Find every line below with the word "models" in it, and copy each one.

#### Dataset extract
____

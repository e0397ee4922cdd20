//! Core data types for the Sublog log store
//!
//! - `LogRecord`: a persisted log event, also the wire format pushed to viewers
//! - `NewLogRecord`: a log event that has been validated but not yet stored

use chrono::{DateTime, Utc};
use serde::{Deserialize, Serialize};

/// Reserved record id announcing that all stored history was erased
pub const CLEARED_RECORD_ID: i64 = -1;

/// Metadata text stored when an event carries no metadata
pub const EMPTY_METADATA: &str = "{}";

/// A persisted log event
///
/// Immutable once constructed. Serialized as-is for the recent-records
/// endpoint and for every live stream frame; optional fields serialize
/// as `null` rather than being omitted.
#[derive(Debug, Clone, Serialize, Deserialize, PartialEq)]
pub struct LogRecord {
    /// Store-assigned id, or [`CLEARED_RECORD_ID`] for the clear sentinel
    pub id: i64,
    /// When the event happened (UTC)
    pub timestamp: DateTime<Utc>,
    /// Severity as sent by the producer (`info`, `warn`, ...)
    pub level: Option<String>,
    /// Human readable message
    pub message: Option<String>,
    /// Producer metadata, kept as JSON text
    pub metadata: Option<String>,
}

impl LogRecord {
    /// The sentinel pushed to viewers after the store has been cleared
    pub fn cleared() -> Self {
        Self {
            id: CLEARED_RECORD_ID,
            timestamp: Utc::now(),
            level: None,
            message: None,
            metadata: None,
        }
    }

    /// True for the clear sentinel
    pub fn is_cleared(&self) -> bool {
        self.id == CLEARED_RECORD_ID
    }
}

/// A log event ready to be inserted
#[derive(Debug, Clone, PartialEq)]
pub struct NewLogRecord {
    pub timestamp: DateTime<Utc>,
    pub level: Option<String>,
    pub message: Option<String>,
    /// JSON text, [`EMPTY_METADATA`] when the producer sent none
    pub metadata: String,
}

impl NewLogRecord {
    /// Create an empty event stamped with the current time
    pub fn new() -> Self {
        Self::with_timestamp(Utc::now())
    }

    /// Create an empty event with a specific timestamp
    pub fn with_timestamp(timestamp: DateTime<Utc>) -> Self {
        Self {
            timestamp,
            level: None,
            message: None,
            metadata: EMPTY_METADATA.to_string(),
        }
    }

    /// Builder method: set the level
    pub fn level(mut self, level: impl Into<String>) -> Self {
        self.level = Some(level.into());
        self
    }

    /// Builder method: set the message
    pub fn message(mut self, message: impl Into<String>) -> Self {
        self.message = Some(message.into());
        self
    }

    /// Builder method: set the metadata JSON text
    pub fn metadata(mut self, metadata: impl Into<String>) -> Self {
        self.metadata = metadata.into();
        self
    }

    /// Attach the store-assigned id
    pub fn into_record(self, id: i64) -> LogRecord {
        LogRecord {
            id,
            timestamp: self.timestamp,
            level: self.level,
            message: self.message,
            metadata: Some(self.metadata),
        }
    }
}

impl Default for NewLogRecord {
    fn default() -> Self {
        Self::new()
    }
}
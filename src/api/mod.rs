//! Sublog HTTP API
//!
//! HTTP layer for Sublog, built with Axum.
//!
//! # Endpoints
//!
//! ## Logs
//! - `POST /logs` - Ingest one event or an array of events
//! - `GET /logs/recent?limit=N` - Most recent records (default 100, max 1000)
//! - `GET /logs/count` - Total stored records
//! - `DELETE /logs/all` - Erase all records and notify live viewers
//!
//! ## Live stream
//! - `GET /ws` - WebSocket pushing every new record
//!
//! ## Health
//! - `GET /health/live` - Liveness probe
//! - `GET /health/ready` - Readiness probe
//! - `GET /health` - Full health status
//!
//! Any other path is served from the frontend directory, with `index.html`
//! as the fallback document.
//!
//! # Example
//!
//! ```rust,ignore
//! use sublog::api::{serve, AppState};
//! use sublog::config::ServerConfig;
//! use sublog::storage::LogStore;
//! use sublog::websocket::{Hub, HubConfig};
//! use std::sync::Arc;
//!
//! #[tokio::main]
//! async fn main() -> Result<(), Box<dyn std::error::Error>> {
//!     let store = Arc::new(LogStore::open("./data/sublog.db")?);
//!     let (hub, _hub_task) = Hub::spawn(HubConfig::default());
//!     let config = ServerConfig::default();
//!
//!     serve(AppState::new(store, hub, config.clone()), &config).await?;
//!     Ok(())
//! }
//! ```

pub mod dto;
pub mod error;
pub mod routes;
pub mod state;

pub use error::{ApiError, ApiResult};
pub use state::AppState;

use axum::{
    extract::DefaultBodyLimit,
    routing::{delete, get, post},
    Router,
};
use std::net::SocketAddr;
use std::sync::Arc;
use std::time::Duration;
use tower_http::{
    cors::CorsLayer,
    services::{ServeDir, ServeFile},
    timeout::TimeoutLayer,
    trace::TraceLayer,
};

use crate::config::ServerConfig;
use crate::websocket::websocket_handler;

/// Build the router with all routes and middleware
pub fn build_router(state: AppState) -> Router {
    let frontend_dir = state.config.frontend_dir.clone();
    let max_body_size = state.config.max_body_size;
    let request_timeout = Duration::from_secs(state.config.request_timeout_secs);

    let health_routes = Router::new()
        .route("/live", get(routes::health::liveness))
        .route("/ready", get(routes::health::readiness))
        .route("/", get(routes::health::full_health));

    let static_files =
        ServeDir::new(&frontend_dir).fallback(ServeFile::new(frontend_dir.join("index.html")));

    let shared_state = Arc::new(state);

    Router::new()
        .route("/logs", post(routes::logs::ingest_logs))
        .route("/logs/recent", get(routes::logs::recent_logs))
        .route("/logs/count", get(routes::logs::log_count))
        .route("/logs/all", delete(routes::logs::clear_logs))
        .route("/ws", get(websocket_handler))
        .nest("/health", health_routes)
        .fallback_service(static_files)
        .layer(DefaultBodyLimit::max(max_body_size))
        .layer(TimeoutLayer::new(request_timeout))
        .layer(TraceLayer::new_for_http())
        .layer(CorsLayer::permissive())
        .with_state(shared_state)
}

/// Start the HTTP server and run until a shutdown signal arrives
pub async fn serve(state: AppState, config: &ServerConfig) -> Result<(), ApiError> {
    let addr = config.addr();
    let listener = tokio::net::TcpListener::bind(&addr).await?;
    serve_on(listener, state, shutdown_signal()).await
}

/// Serve on an already bound listener until `shutdown` resolves
pub async fn serve_on<F>(
    listener: tokio::net::TcpListener,
    state: AppState,
    shutdown: F,
) -> Result<(), ApiError>
where
    F: std::future::Future<Output = ()> + Send + 'static,
{
    if !state.config.frontend_dir.is_dir() {
        tracing::warn!(
            frontend_dir = ?state.config.frontend_dir,
            "Frontend directory not found, static assets will 404"
        );
    } else {
        tracing::info!("Serving static files from {:?}", state.config.frontend_dir);
    }

    let router = build_router(state);
    let local_addr = listener.local_addr()?;
    tracing::info!("Sublog listening on {}", local_addr);

    axum::serve(
        listener,
        router.into_make_service_with_connect_info::<SocketAddr>(),
    )
    .with_graceful_shutdown(shutdown)
    .await
    .map_err(|e| ApiError::Internal(format!("Server error: {}", e)))?;

    tracing::info!("Sublog shut down gracefully");
    Ok(())
}

/// Wait for shutdown signal
async fn shutdown_signal() {
    let ctrl_c = async {
        tokio::signal::ctrl_c()
            .await
            .expect("Failed to install Ctrl+C handler");
    };

    #[cfg(unix)]
    let terminate = async {
        tokio::signal::unix::signal(tokio::signal::unix::SignalKind::terminate())
            .expect("Failed to install signal handler")
            .recv()
            .await;
    };

    #[cfg(not(unix))]
    let terminate = std::future::pending::<()>();

    tokio::select! {
        _ = ctrl_c => {},
        _ = terminate => {},
    }

    tracing::info!("Shutdown signal received, starting graceful shutdown");
}
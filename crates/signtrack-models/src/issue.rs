//! Quality issues raised by the scoring engine.

use serde::{Deserialize, Serialize};
use std::fmt;
use uuid::Uuid;

use crate::job::JobId;

/// Severity of a quality issue.
#[derive(Debug, Clone, Copy, PartialEq, Eq, Hash, Serialize, Deserialize)]
#[serde(rename_all = "snake_case")]
pub enum IssueSeverity {
    Info,
    Warning,
    Error,
}

impl IssueSeverity {
    pub fn as_str(&self) -> &'static str {
        match self {
            IssueSeverity::Info => "info",
            IssueSeverity::Warning => "warning",
            IssueSeverity::Error => "error",
        }
    }
}

impl fmt::Display for IssueSeverity {
    fn fmt(&self, f: &mut fmt::Formatter<'_>) -> fmt::Result {
        write!(f, "{}", self.as_str())
    }
}

/// The closed set of issue kinds the scorer can raise.
#[derive(Debug, Clone, Copy, PartialEq, Eq, Hash, Serialize, Deserialize)]
#[serde(rename_all = "snake_case")]
pub enum IssueKind {
    /// The scored sequence contained no frames
    Empty,
    /// Hand visibility fell below the warning threshold
    LowHandVisibility,
    /// Wrist tracking jitter exceeded the stability threshold
    UnstableTracking,
    /// Face coverage fell below the info threshold
    LowFaceCoverage,
}

impl IssueKind {
    pub fn as_str(&self) -> &'static str {
        match self {
            IssueKind::Empty => "empty",
            IssueKind::LowHandVisibility => "low_hand_visibility",
            IssueKind::UnstableTracking => "unstable_tracking",
            IssueKind::LowFaceCoverage => "low_face_coverage",
        }
    }
}

impl fmt::Display for IssueKind {
    fn fmt(&self, f: &mut fmt::Formatter<'_>) -> fmt::Result {
        write!(f, "{}", self.as_str())
    }
}

/// An issue as produced by the scoring engine, before it is attached to a
/// job. Serializes as `{"type": ..., "severity": ..., "value": ...}`.
#[derive(Debug, Clone, PartialEq, Serialize, Deserialize)]
pub struct ScoredIssue {
    #[serde(rename = "type")]
    pub kind: IssueKind,
    pub severity: IssueSeverity,
    /// Metric value that triggered the issue, when one applies
    #[serde(skip_serializing_if = "Option::is_none")]
    pub value: Option<f64>,
}

impl ScoredIssue {
    pub fn new(kind: IssueKind, severity: IssueSeverity, value: Option<f64>) -> Self {
        Self {
            kind,
            severity,
            value,
        }
    }

    /// The single issue reported for an empty input sequence.
    pub fn empty_input() -> Self {
        Self::new(IssueKind::Empty, IssueSeverity::Error, None)
    }
}

/// Unique identifier for a persisted quality issue.
#[derive(Debug, Clone, PartialEq, Eq, Hash, Serialize, Deserialize)]
#[serde(transparent)]
pub struct IssueId(pub String);

impl IssueId {
    pub fn new() -> Self {
        Self(Uuid::new_v4().to_string())
    }

    pub fn as_str(&self) -> &str {
        &self.0
    }
}

impl Default for IssueId {
    fn default() -> Self {
        Self::new()
    }
}

impl fmt::Display for IssueId {
    fn fmt(&self, f: &mut fmt::Formatter<'_>) -> fmt::Result {
        write!(f, "{}", self.0)
    }
}

/// A quality issue attached to a job in the ledger. Append-only.
#[derive(Debug, Clone, PartialEq, Serialize, Deserialize)]
pub struct QualityIssue {
    pub id: IssueId,
    pub job_id: JobId,
    pub issue_type: String,
    pub severity: IssueSeverity,
    /// Frame range the issue covers, when it is localized
    #[serde(skip_serializing_if = "Option::is_none")]
    pub frame_range: Option<(u32, u32)>,
    /// Free-form details (typically the serialized scored issue)
    #[serde(skip_serializing_if = "Option::is_none")]
    pub details: Option<String>,
}

#[cfg(test)]
mod tests {
    use super::*;

    #[test]
    fn test_scored_issue_serialization() {
        let issue = ScoredIssue::new(
            IssueKind::LowHandVisibility,
            IssueSeverity::Warning,
            Some(0.42),
        );
        let json = serde_json::to_value(&issue).unwrap();
        assert_eq!(json["type"], "low_hand_visibility");
        assert_eq!(json["severity"], "warning");
        assert_eq!(json["value"], 0.42);
    }

    #[test]
    fn test_empty_input_issue() {
        let issue = ScoredIssue::empty_input();
        assert_eq!(issue.kind, IssueKind::Empty);
        assert_eq!(issue.severity, IssueSeverity::Error);
        assert!(issue.value.is_none());
    }
}
//! Shared data models for the SignTrack backend.
//!
//! This crate provides Serde-serializable types for:
//! - Landmark points and per-frame detection results
//! - Videos, processing jobs, and the job status state machine
//! - Quality issues raised by the scoring engine
//! - Flat serialization records written by the artifact writers

pub mod frame;
pub mod issue;
pub mod job;
pub mod landmark;
pub mod record;
pub mod video;

// Re-export common types
pub use frame::{is_well_formed_sequence, FrameDetection};
pub use issue::{IssueId, IssueKind, IssueSeverity, QualityIssue, ScoredIssue};
pub use job::{Job, JobId, JobOutcome, JobStatus, UnknownStatus};
pub use landmark::{Landmark, TrackKind, HAND_LANDMARK_COUNT, POSE_LANDMARK_NAMES, WRIST};
pub use record::{
    ConfidenceRecord, ExportEntry, FrameRecord, ImageSizeRecord, PointRecord, RunMetadata,
    FORMAT_VERSION,
};
pub use video::{NewVideo, Video, VideoId};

____

#### Result of the exercise
filename crates/signtrack-models/src/issue.rs
//! Shared data models for the SignTrack backend.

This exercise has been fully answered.